Sure enough, the victim is stymied. No matter how long he looks at the pictures, he clicks No on each one. “I was looking for the guy with the biggest overbite,” the victim concedes afterward. Why? When he saw the attacker’s gold teeth on the night he was mugged, they seemed to highlight that feature. While the teeth might be part of a larger bling-loaded mouthpiece that could be removed, the underlying dental defect likely couldn’t be. Thus, he looked for the person who might be concealing one. When Detective Israel reappears, the victim complains that he was unable to view suspects side by side. “You either recognize the guy or you don’t,” Israel counters.
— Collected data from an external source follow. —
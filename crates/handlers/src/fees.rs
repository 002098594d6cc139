//! Size-proportional fee processing.

use pegbridge_ledger_types::{Coin, LedgerAmount, LedgerError};
use pegbridge_primitives::prelude::*;
use pegbridge_txs::{Response, SignedTx, TxError};

use crate::context::HandlerContext;

/// Deducts a fee proportional to payload size with a per-type multiplier.
///
/// Gas used is `size * multiplier`, bounded by the envelope's gas offer; the
/// charge is the offered price per gas times the gas used, debited from the
/// first envelope signer.
pub fn basic_fee_handling(
    ctx: &HandlerContext,
    stx: &SignedTx,
    size: u64,
    multiplier: u64,
) -> Result<Response, TxError> {
    let fee = &stx.raw.fee;
    let gas_used = size.saturating_mul(multiplier);
    if gas_used > fee.gas {
        return Err(TxError::InsufficientFee(format!(
            "gas offer {} below required {gas_used}",
            fee.gas
        )));
    }

    let payer = stx
        .signatures
        .first()
        .map(|s| AccountAddress::from_pubkey(&s.pubkey))
        .ok_or_else(|| TxError::MissingData("no fee payer signature".to_owned()))?;

    let charge_units = fee
        .price
        .amount()
        .to_u128()
        .checked_mul(gas_used as u128)
        .ok_or(TxError::Ledger(LedgerError::Overflow))?;
    let charge = Coin::new(fee.price.currency(), LedgerAmount::new(charge_units));
    ctx.balances().sub_from_address(&payer, &charge)?;

    Ok(Response {
        log: format!("fee deducted: {charge}"),
        gas_wanted: fee.gas,
        gas_used,
        ..Default::default()
    })
}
Not picking out anyone is better than a filler pick, because in general choosing a police plant over the investigators’ prime suspect rules out the suspect.
 
Eventually, Israel gets his man. He arrests Davis on credit card abuse charges, and recordings of Davis’ phone calls from jail incriminate him. “It seemed like every new person he called, he confessed to the credit card abuse, the robbery, and named his accomplice,” Israel says. Davis now faces a five-to-life sentence for armed robbery.
 
* * *

For Wells, though, there’s still more to learn. Back in his Iowa State lab, he leans over a computer in a stuffy, windowless testing booth to pull up his latest video simulation. It opens from the point of view of a witness catching a plane; you cross a street and walk through a revolving door at the Des Moines airport. After checking a departure board, you follow signs to a ticket counter and get in line. You notice six people in line next to you, including a country-looking guy in a faded gray shirt and orange cap. When no one is looking, Country Guy switches his bag with the guy in front of him. It should be an easy identification—he walks by you so closely you can read the message on his T-shirt.
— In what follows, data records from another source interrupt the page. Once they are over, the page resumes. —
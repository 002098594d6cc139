//! Runtime parameters for the bridge module.

use serde::{Deserialize, Serialize};

/// Default pegged asset name used for mint/burn accounting.
const DEFAULT_ASSET: &str = "pBTC";

/// Default decimal offset of the minimum fee below one whole fee-currency
/// unit.
const DEFAULT_MIN_FEE_DECIMAL: u8 = 9;

/// Default bound on broadcast attempts before a job is marked failed.
const DEFAULT_MAX_BROADCAST_RETRIES: u32 = 5;

/// Default delay between broadcast attempts in ms.
const DEFAULT_BROADCAST_RETRY_DELAY: u64 = 2_000;

/// Fee policy for bridge transactions.
#[derive(Debug, Clone, Serialize, Deserialize)]
pub struct FeeParams {
    /// Currency fees are denominated in.
    pub fee_currency: String,

    /// The minimum fee is `10^(decimals - min_fee_decimal)` of the fee
    /// currency's smallest unit.
    #[serde(default = "default_min_fee_decimal")]
    pub min_fee_decimal: u8,
}

impl FeeParams {
    /// Minimum fee in the fee currency's smallest unit.
    pub fn min_fee_units(&self, currency_decimals: u8) -> u128 {
        let shift = currency_decimals.saturating_sub(self.min_fee_decimal);
        10u128.pow(shift as u32)
    }
}

/// Retry policy for the asynchronous broadcast job.
#[derive(Debug, Clone, Serialize, Deserialize)]
pub struct BroadcastParams {
    /// Attempts before the job is marked terminally failed.
    #[serde(default = "default_max_broadcast_retries")]
    pub max_retries: u32,

    /// Delay between attempts in milliseconds.
    #[serde(default = "default_broadcast_retry_delay")]
    pub retry_delay_ms: u64,
}

impl Default for BroadcastParams {
    fn default() -> Self {
        Self {
            max_retries: DEFAULT_MAX_BROADCAST_RETRIES,
            retry_delay_ms: DEFAULT_BROADCAST_RETRY_DELAY,
        }
    }
}

/// Chain-facing parameters of the bridge module.
#[derive(Debug, Clone, Serialize, Deserialize)]
pub struct ChainParams {
    /// Name of the pegged asset minted for locked external funds.
    #[serde(default = "default_asset")]
    pub asset: String,
}

impl Default for ChainParams {
    fn default() -> Self {
        Self {
            asset: DEFAULT_ASSET.to_owned(),
        }
    }
}

/// Top-level parameter set for the bridge module.
#[derive(Debug, Clone, Serialize, Deserialize)]
pub struct BridgeParams {
    pub fees: FeeParams,

    #[serde(default)]
    pub broadcast: BroadcastParams,

    #[serde(default)]
    pub chain: ChainParams,
}

fn default_min_fee_decimal() -> u8 {
    DEFAULT_MIN_FEE_DECIMAL
}

fn default_max_broadcast_retries() -> u32 {
    DEFAULT_MAX_BROADCAST_RETRIES
}

fn default_broadcast_retry_delay() -> u64 {
    DEFAULT_BROADCAST_RETRY_DELAY
}

fn default_asset() -> String {
    DEFAULT_ASSET.to_owned()
}

#[cfg(test)]
mod tests {
    use super::*;

    #[test]
    fn test_min_fee_units() {
        let fees = FeeParams {
            fee_currency: "NVT".to_owned(),
            min_fee_decimal: 9,
        };
        // 18-decimal fee currency, min fee at 10^-9 of a unit.
        assert_eq!(fees.min_fee_units(18), 1_000_000_000);
        // Narrower than the offset collapses to one smallest unit.
        assert_eq!(fees.min_fee_units(8), 1);
    }

    #[test]
    fn test_parse_with_defaults() {
        let raw = r#"
            [fees]
            fee_currency = "NVT"

            [broadcast]
            max_retries = 3
        "#;
        let params: BridgeParams = toml::from_str(raw).unwrap();
        assert_eq!(params.fees.min_fee_decimal, 9);
        assert_eq!(params.broadcast.max_retries, 3);
        assert_eq!(params.broadcast.retry_delay_ms, 2_000);
        assert_eq!(params.chain.asset, "pBTC");
    }
}
use thiserror::Error;

#[derive(Debug, Clone, Error)]
pub enum DbError {
    /// The underlying store refused or failed the write.
    #[error("tracker store write failed: {0}")]
    WriteFailed(String),

    /// The underlying store failed to read.
    #[error("tracker store read failed: {0}")]
    ReadFailed(String),
}

pub type DbResult<T> = Result<T, DbError>;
Afterward, a six-pack lineup appears on the screen. For some test subjects, the images will be clear. For others, Wells pixilates the images, as if they were censored, to interfere with people’s retrieval process. The crazy part is, 60 percent of people who got the blurred-face shots still tried to make an ID. “People would say things like, ‘I think I recognize his chin,” Wells says, chuckling. (Without the blur, 84 percent tried to make an ID and got it right 87 percent of the time.)
 
The experiment is designed to block ecphory, an instant-recall process that occurs when some outside stimulus, like a photograph, triggers a sudden, sure flash of memory. Already, Wells’ preliminary results from the police study show that when people don’t have that ecphoric response, they still try to remember—and usually talk themselves into incorrect picks. Ecphoric memories seem to coincide with accurate IDs, but the slow-forming judgments—“secondary process”—are born of the kind of internal deliberation that Israel’s witness engaged in when trying to picture the overbite. That can give rise to mistakes. “It would have been nice if our victim had identified the attacker,” Israel says, but he understood the difficulty. “For some people it’s like, bang! Instant recognition. If the person has to sit there and stare at it for a long time, they might not be right.”
 
Wells couldn’t hope for a better description of his work, especially because it’s finally coming not from another psychologist, but a police detective with nearly 20 years of service. “I’m hoping the detectives will talk about their experience,” Wells says. “They can be our star witnesses.”